### TRY IT
Could you restate the data word for word?

### PROVIDED RECORDS
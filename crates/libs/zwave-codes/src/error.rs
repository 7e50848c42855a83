/// Errors from parsing a code table name.
#[derive(Debug, Clone, PartialEq, Eq, thiserror::Error)]
pub enum CodeError {
    #[error("unknown {table} name: {name:?}")]
    UnknownName { table: &'static str, name: String },
}

impl CodeError {
    pub(crate) fn unknown(table: &'static str, name: &str) -> Self {
        Self::UnknownName { table, name: name.to_string() }
    }
}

### WORKED SOLUTION
filename crates/libs/zwave-codes/src/error.rs
repository 7e50848c42855a83
/// Errors from parsing a code table name.
#[derive(Debug, Clone, PartialEq, Eq, thiserror::Error)]
pub enum CodeError {
    #[error("unknown {table} name: {name:?}")]
    UnknownName { table: &'static str, name: String },
}

impl CodeError {
    pub(crate) fn unknown(table: &'static str, name: &str) -> Self {
        Self::UnknownName { table, name: name.to_string() }
    }
}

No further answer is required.